In my recent post about Evergreen Solar's recapitalization plan, I mentioned that the split itself will have no economic effect.

Actually, the reverse split will make it a little bit easier to short the common stock (and thereby hedge any purchases of the company's debt), for three reasons: (1) the effect of per-share commissions will be smaller, (2) most brokers require at least $2 in margin per share for short sales regardless of how low the stock price is, and (3) for synthetic shorts using options, the effect of the bid-ask spread on the options will be smaller.

The company has too much debt. The company's 2013 notes trade at ~37 cents on the dollar, which is a 50% yield to maturity! The recapitalization plan involves dilution of the current shareholders in order to get the current debtholders to extend the company's debt maturities and reduce the amount of principal outstanding.

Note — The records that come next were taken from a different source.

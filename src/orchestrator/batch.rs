//! Concurrent raw calls with ordered results.

use futures_util::future::try_join_all;
use serde::de::DeserializeOwned;

use crate::error::{OperationResult, RawFailure};
use crate::http::{Method, RequestOptions};
use crate::orchestrator::Orchestrator;

/// One call inside a [`Orchestrator::batch`].
#[derive(Debug, Clone)]
pub struct BatchOperation {
    pub method: Method,
    pub path: String,
    pub options: RequestOptions,
}

impl BatchOperation {
    pub fn new(method: Method, path: impl Into<String>) -> Self {
        Self {
            method,
            path: path.into(),
            options: RequestOptions::default(),
        }
    }

    pub fn get(path: impl Into<String>) -> Self {
        Self::new(Method::GET, path)
    }

    pub fn with_options(mut self, options: RequestOptions) -> Self {
        self.options = options;
        self
    }
}

impl Orchestrator {
    /// Run every operation concurrently through the shared executor.
    ///
    /// Results come back in input order regardless of completion order; the
    /// first failure rejects the batch. Operations still in flight keep
    /// running, retries included, and their outcomes are dropped.
    pub async fn batch<T>(&self, operations: Vec<BatchOperation>) -> OperationResult<Vec<T>>
    where
        T: DeserializeOwned + Send + 'static,
    {
        tracing::debug!(operations = operations.len(), "Running batch");
        let handles = operations.into_iter().map(|op| {
            let executor = self.executor().clone();
            let classifier = executor.classifier().clone();
            let path = op.path.clone();
            let task = tokio::spawn(async move {
                executor.request::<T>(op.method, &op.path, op.options).await
            });
            async move {
                task.await.map_err(|e| {
                    classifier.format_error(
                        RawFailure::Message(format!("batch task failed: {}", e)),
                        &path,
                    )
                })?
            }
        });
        try_join_all(handles).await
    }
}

In my opinion, the recapitalization plan is not generous enough to bondholders (especially holders of the 13% notes), and I will be surprised if it meets with much success.

2 comments:

eahilf said...

As usual, your analysis seems good.

But what is the trade here?

Do you want to buy the debt?

I would not be 100% comfortable shorting the stock, reverse split or no reverse split; no doubt it is already heavily shorted. I don't like that. Add to that the fact that many stocks rise after a reverse split. Regardless of whether that makes sense or not.

CP said...

I actually am long the debt versus the equity.

The 13% senior secured (convertible!) note trades at 75/80.

I like to hedge it with about a 50%-100% synthetic short through options.

Which will now be easier thanks to the reverse split. Make no mistake, the R/S is bearish.